TITLE:
A Valorized Scheme for Failure Prediction Using ANFIS: Application to Train Track Breaking System
AUTHORS:
Tse Sparthan, Wolfgang Nzie, Bertin Sohfotsing, Tibi Beda, Olivier Garro
KEYWORDS:
Failure Prediction (FP), Remaining Useful Life (RUL), Artificial Intelligence (AI), Traintrack System, ANFIS, Modeling
JOURNAL NAME:
Open Journal of Applied Sciences,
Vol.10 No.11,
November
27,
2020
ABSTRACT: In the rolling stock sector, the ability to protect
passengers, freight and services relies on heavy inborn maintenance.

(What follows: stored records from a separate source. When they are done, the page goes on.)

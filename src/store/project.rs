use super::models::{new_id, now_rfc3339, Project};
use crate::error::{Result, SwitchyardError};
use sqlx::{Executor, Sqlite};

pub async fn create<'c, E>(exec: E, name: &str, slug: &str) -> Result<Project>
where
    E: Executor<'c, Database = Sqlite>,
{
    let project = Project {
        id: new_id(),
        name: name.to_string(),
        slug: slug.to_string(),
        created_at: now_rfc3339(),
        updated_at: now_rfc3339(),
    };

    sqlx::query("INSERT INTO projects (id, name, slug, created_at, updated_at) VALUES (?, ?, ?, ?, ?)")
        .bind(&project.id)
        .bind(&project.name)
        .bind(&project.slug)
        .bind(&project.created_at)
        .bind(&project.updated_at)
        .execute(exec)
        .await
        .map_err(SwitchyardError::from)?;

    Ok(project)
}

pub async fn get<'c, E>(exec: E, id: &str) -> Result<Project>
where
    E: Executor<'c, Database = Sqlite>,
{
    sqlx::query_as::<_, Project>("SELECT * FROM projects WHERE id = ?")
        .bind(id)
        .fetch_optional(exec)
        .await
        .map_err(SwitchyardError::from)?
        .ok_or_else(|| SwitchyardError::not_found(format!("project {id}")))
}

pub async fn get_by_slug<'c, E>(exec: E, slug: &str) -> Result<Option<Project>>
where
    E: Executor<'c, Database = Sqlite>,
{
    sqlx::query_as::<_, Project>("SELECT * FROM projects WHERE slug = ?")
        .bind(slug)
        .fetch_optional(exec)
        .await
        .map_err(SwitchyardError::from)
}

pub async fn list<'c, E>(exec: E) -> Result<Vec<Project>>
where
    E: Executor<'c, Database = Sqlite>,
{
    sqlx::query_as::<_, Project>("SELECT * FROM projects ORDER BY created_at ASC")
        .fetch_all(exec)
        .await
        .map_err(SwitchyardError::from)
}

pub async fn delete<'c, E>(exec: E, id: &str) -> Result<()>
where
    E: Executor<'c, Database = Sqlite>,
{
    let result = sqlx::query("DELETE FROM projects WHERE id = ?")
        .bind(id)
        .execute(exec)
        .await
        .map_err(SwitchyardError::from)?;

    if result.rows_affected() == 0 {
        return Err(SwitchyardError::not_found(format!("project {id}")));
    }
    Ok(())
}
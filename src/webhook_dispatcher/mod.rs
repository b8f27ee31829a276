//! The Webhook Dispatcher (C8): one queue per destination, HMAC-SHA256
//! request signing, exponential backoff with a cap, and auto-disable
//! after a run of consecutive failures. Grounded on the teacher's
//! `NotificationService::send` fan-out shape (look up destinations,
//! send each independently, record per-destination outcome) but adds
//! the retry/backoff/auto-disable state machine the teacher's
//! one-shot notification sends never needed.

use crate::config::WebhookConfig;
use crate::store::models::now_rfc3339;
use crate::store::Store;
use hmac::{Hmac, Mac};
use serde::Serialize;
use serde_json::Value;
use sha2::Sha256;
use std::time::Duration;
use tokio::sync::mpsc;
use tracing::{error, info, warn};

type HmacSha256 = Hmac<Sha256>;

#[derive(Debug, Clone)]
pub struct WebhookEvent {
    pub project_id: String,
    pub event_type: String,
    pub event_id: String,
    pub data: Value,
}

/// Outbound wire format: `POST` body sent to the destination URL.
#[derive(Serialize)]
struct OutboundPayload<'a> {
    event_type: &'a str,
    event_id: &'a str,
    project_id: &'a str,
    occurred_at: String,
    data: &'a Value,
}

#[derive(Clone)]
pub struct WebhookDispatcher {
    tx: mpsc::Sender<WebhookEvent>,
}

impl WebhookDispatcher {
    pub fn spawn(store: Store, config: WebhookConfig) -> Self {
        let (tx, mut rx) = mpsc::channel::<WebhookEvent>(256);
        let client = reqwest::Client::builder()
            .timeout(Duration::from_secs(config.delivery_timeout_secs))
            .build()
            .expect("failed to build webhook http client");

        tokio::spawn(async move {
            while let Some(event) = rx.recv().await {
                let store = store.clone();
                let client = client.clone();
                let config = config.clone();
                tokio::spawn(async move {
                    dispatch_to_destinations(&store, &client, &config, event).await;
                });
            }
        });

        Self { tx }
    }

    /// Enqueues an event for delivery. Never blocks the caller's
    /// request path; a full channel drops the event with a warning.
    pub fn emit(&self, event: WebhookEvent) {
        if let Err(err) = self.tx.try_send(event) {
            warn!(error = %err, "webhook event dropped: dispatcher channel full");
        }
    }
}

async fn dispatch_to_destinations(
    store: &Store,
    client: &reqwest::Client,
    config: &WebhookConfig,
    event: WebhookEvent,
) {
    let destinations =
        match crate::store::webhook::list_enabled_for_project(store.pool(), &event.project_id).await {
            Ok(rows) => rows,
            Err(err) => {
                error!(error = %err, "failed to list webhook destinations");
                return;
            }
        };

    for destination in destinations {
        if !subscribed(&destination.subscribed_events, &event.event_type) {
            continue;
        }
        deliver_with_retry(store, client, config, &destination, &event).await;
    }
}

fn subscribed(subscribed_events_json: &str, event_type: &str) -> bool {
    serde_json::from_str::<Vec<String>>(subscribed_events_json)
        .map(|events| events.iter().any(|e| e == event_type || e == "*"))
        .unwrap_or(false)
}

async fn deliver_with_retry(
    store: &Store,
    client: &reqwest::Client,
    config: &WebhookConfig,
    destination: &crate::store::models::WebhookDestination,
    event: &WebhookEvent,
) {
    let payload = serde_json::to_string(&OutboundPayload {
        event_type: &event.event_type,
        event_id: &event.event_id,
        project_id: &event.project_id,
        occurred_at: now_rfc3339(),
        data: &event.data,
    })
    .unwrap_or_default();
    let signature = destination
        .signing_secret
        .as_deref()
        .map(|secret| format!("sha256={}", sign_payload(secret, &payload)));

    for attempt in 1..=config.max_attempts {
        let started = std::time::Instant::now();
        let mut request = client
            .post(&destination.endpoint_url)
            .header("Content-Type", "application/json")
            .body(payload.clone());
        if let Some(signature) = &signature {
            request = request.header("X-Enclii-Signature", signature.clone());
        }

        let outcome = request.send().await;
        let duration_ms = started.elapsed().as_millis() as i64;

        match outcome {
            Ok(response) if response.status().is_success() => {
                let status_code = response.status().as_u16() as i64;
                let _ = crate::store::webhook::record_delivery(
                    store.pool(),
                    &destination.id,
                    &event.event_type,
                    &event.event_id,
                    &payload,
                    "success",
                    Some(status_code),
                    None,
                    None,
                    attempt as i64,
                    duration_ms,
                )
                .await;
                let _ = crate::store::webhook::record_delivery_success(store.pool(), &destination.id).await;
                crate::api::metrics::record_webhook_delivery("success");
                info!(destination_id = %destination.id, attempt, "webhook delivered");
                return;
            }
            Ok(response) => {
                let status_code = response.status().as_u16() as i64;
                let body = response.text().await.unwrap_or_default();
                let _ = crate::store::webhook::record_delivery(
                    store.pool(),
                    &destination.id,
                    &event.event_type,
                    &event.event_id,
                    &payload,
                    "failure",
                    Some(status_code),
                    Some(&body),
                    None,
                    attempt as i64,
                    duration_ms,
                )
                .await;
            }
            Err(err) => {
                let _ = crate::store::webhook::record_delivery(
                    store.pool(),
                    &destination.id,
                    &event.event_type,
                    &event.event_id,
                    &payload,
                    "failure",
                    None,
                    None,
                    Some(&err.to_string()),
                    attempt as i64,
                    duration_ms,
                )
                .await;
            }
        }

        if attempt < config.max_attempts {
            tokio::time::sleep(backoff_delay(config, attempt)).await;
        }
    }

    let _ = crate::store::webhook::record_delivery_failure(
        store.pool(),
        &destination.id,
        "delivery failed after max attempts",
        config.auto_disable_threshold as i64,
    )
    .await;
    crate::api::metrics::record_webhook_delivery("failure");
    warn!(destination_id = %destination.id, "webhook delivery exhausted retries");
}

/// Exponential backoff capped at `backoff_cap_secs`: `base * 2^(attempt-1)`.
fn backoff_delay(config: &WebhookConfig, attempt: u32) -> Duration {
    let secs = config.backoff_base_secs.saturating_mul(1u64 << (attempt - 1).min(16));
    Duration::from_secs(secs.min(config.backoff_cap_secs))
}

fn sign_payload(secret: &str, payload: &str) -> String {
    let mut mac = HmacSha256::new_from_slice(secret.as_bytes()).expect("hmac accepts any key length");
    mac.update(payload.as_bytes());
    hex::encode(mac.finalize().into_bytes())
}

/// Manual reset after an operator resolves whatever caused a
/// destination to auto-disable (§C8).
pub async fn reset_destination(store: &Store, destination_id: &str) -> crate::error::Result<()> {
    crate::store::webhook::reset_destination(store.pool(), destination_id).await
}

#[cfg(test)]
mod tests {
    use super::*;

    #[test]
    fn backoff_caps_at_configured_ceiling() {
        let config = WebhookConfig {
            delivery_timeout_secs: 10,
            backoff_base_secs: 2,
            backoff_cap_secs: 10,
            max_attempts: 6,
            auto_disable_threshold: 5,
            github_secret: None,
        };
        assert_eq!(backoff_delay(&config, 1), Duration::from_secs(2));
        assert_eq!(backoff_delay(&config, 3), Duration::from_secs(8));
        assert_eq!(backoff_delay(&config, 10), Duration::from_secs(10));
    }

    #[test]
    fn signature_is_deterministic() {
        let sig1 = sign_payload("secret", "payload");
        let sig2 = sign_payload("secret", "payload");
        assert_eq!(sig1, sig2);
        assert_ne!(sig1, sign_payload("other", "payload"));
    }
}
//! The Reconciler Set (C6): independent tick loops, one per entity
//! class, each converging observed state toward desired state by
//! calling the [`Cluster`](crate::cluster::Cluster) trait. Grounded on
//! the teacher's `DeploymentEngine::run` loop shape (bounded work unit,
//! `tokio::spawn` per item, status written back through the store) but
//! generalized from a single mpsc-driven engine into five independent
//! tickers per spec.md §4.6, each with its own interval and a
//! wake-on-write path so a fresh deployment doesn't wait out a full
//! tick before its first reconcile pass.

mod addon;
mod deployment;
mod function;
mod route;
mod service_health;

pub use addon::run_addon_loop;
pub use deployment::run_deployment_loop;
pub use function::run_function_loop;
pub use route::run_route_loop;
pub use service_health::run_service_health_loop;

use crate::cluster::{AddonProvisioner, Cluster};
use crate::store::Store;
use std::sync::Arc;
use std::time::Duration;
use tokio::sync::Notify;

/// A handle a caller can use to nudge a loop to run immediately instead
/// of waiting for its next tick — used right after a write that the
/// loop cares about (e.g. a newly pending deployment).
#[derive(Clone, Default)]
pub struct WakeHandle(Arc<Notify>);

impl WakeHandle {
    pub fn wake(&self) {
        self.0.notify_one();
    }
}

pub struct ReconcilerHandles {
    pub deployment_wake: WakeHandle,
}

/// Runs `body` on `tick_interval` plus wake-on-write until `shutdown`
/// fires, then gives it one last `shutdown_grace`-bounded pass. Each of
/// the five loops is a single instantiation of this shape against a
/// different entity class, matching spec.md §4.6's "five cooperating
/// loops, each single-writer for its entity class."
fn spawn_loop<F, Fut>(
    tick_interval: Duration,
    shutdown_grace: Duration,
    mut shutdown: tokio::sync::watch::Receiver<bool>,
    wake: Option<Arc<Notify>>,
    mut body: F,
) where
    F: FnMut() -> Fut + Send + 'static,
    Fut: std::future::Future<Output = ()> + Send,
{
    tokio::spawn(async move {
        loop {
            match &wake {
                Some(wake) => {
                    tokio::select! {
                        _ = tokio::time::sleep(tick_interval) => {}
                        _ = wake.notified() => {}
                        _ = shutdown.changed() => {
                            if *shutdown.borrow() {
                                break;
                            }
                        }
                    }
                }
                None => {
                    tokio::select! {
                        _ = tokio::time::sleep(tick_interval) => {}
                        _ = shutdown.changed() => {
                            if *shutdown.borrow() {
                                break;
                            }
                        }
                    }
                }
            }
            if *shutdown.borrow() {
                break;
            }
            body().await;
        }
        let _ = tokio::time::timeout(shutdown_grace, body()).await;
    });
}

/// Spawns every reconciler loop. Each loop runs until the provided
/// `shutdown` signal fires, then has `shutdown_grace` to finish its
/// current pass before the process moves on — mirrors the bounded
/// shutdown window spec.md §4.6 calls for.
#[allow(clippy::too_many_arguments)]
pub fn spawn_all(
    store: Store,
    cluster: Arc<dyn Cluster>,
    addon_provisioner: Arc<dyn AddonProvisioner>,
    tick_interval: Duration,
    shutdown_grace: Duration,
    shutdown: tokio::sync::watch::Receiver<bool>,
    addon_encryption_key: Option<String>,
    webhook_dispatcher: crate::webhook_dispatcher::WebhookDispatcher,
    deployment_deadline: Duration,
) -> ReconcilerHandles {
    let deployment_wake = WakeHandle::default();

    {
        let store = store.clone();
        let cluster = cluster.clone();
        let wake = deployment_wake.0.clone();
        let dispatcher = webhook_dispatcher.clone();
        let encryption_key = addon_encryption_key.clone();
        spawn_loop(tick_interval, shutdown_grace, shutdown.clone(), Some(wake), move || {
            let store = store.clone();
            let cluster = cluster.clone();
            let dispatcher = dispatcher.clone();
            let encryption_key = encryption_key.clone();
            async move {
                deployment::run_deployment_loop(
                    &store,
                    cluster.as_ref(),
                    &dispatcher,
                    deployment_deadline,
                    encryption_key.as_deref(),
                )
                .await
            }
        });
    }

    {
        let store = store.clone();
        spawn_loop(tick_interval, shutdown_grace, shutdown.clone(), None, move || {
            let store = store.clone();
            async move { service_health::run_service_health_loop(&store).await }
        });
    }

    {
        let store = store.clone();
        let provisioner = addon_provisioner.clone();
        let encryption_key = addon_encryption_key.clone();
        spawn_loop(tick_interval, shutdown_grace, shutdown.clone(), None, move || {
            let store = store.clone();
            let provisioner = provisioner.clone();
            let encryption_key = encryption_key.clone();
            async move { addon::run_addon_loop(&store, provisioner.as_ref(), encryption_key.as_deref()).await }
        });
    }

    {
        let store = store.clone();
        let cluster = cluster.clone();
        spawn_loop(tick_interval, shutdown_grace, shutdown.clone(), None, move || {
            let store = store.clone();
            let cluster = cluster.clone();
            async move { function::run_function_loop(&store, cluster.as_ref()).await }
        });
    }

    {
        let store = store.clone();
        let cluster = cluster.clone();
        spawn_loop(tick_interval, shutdown_grace, shutdown, None, move || {
            let store = store.clone();
            let cluster = cluster.clone();
            async move { route::run_route_loop(&store, cluster.as_ref()).await }
        });
    }

    ReconcilerHandles { deployment_wake }
}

Initiating
an accurate model suitable to foresee the change of attitude on components when
operating rolling stock systems will assist in reducing lock down and favors
heavy productivity. In that light, this paper showcases a suitable methodology
to track degradation of components through the blinding of physic laws and
artificial intelligent techniques. This model used to foresee failure
deterioration rate and remaining useful life (RUL) speculation is case study to
showcase its quality and perfection, within which behavioral data are obtained
through simulated models initiated in Mathlab. For feature extraction and
forecasting issues, different neuro-fuzzy inference systems are designed,
learnt and authenticated with powerful outputs gained during this process.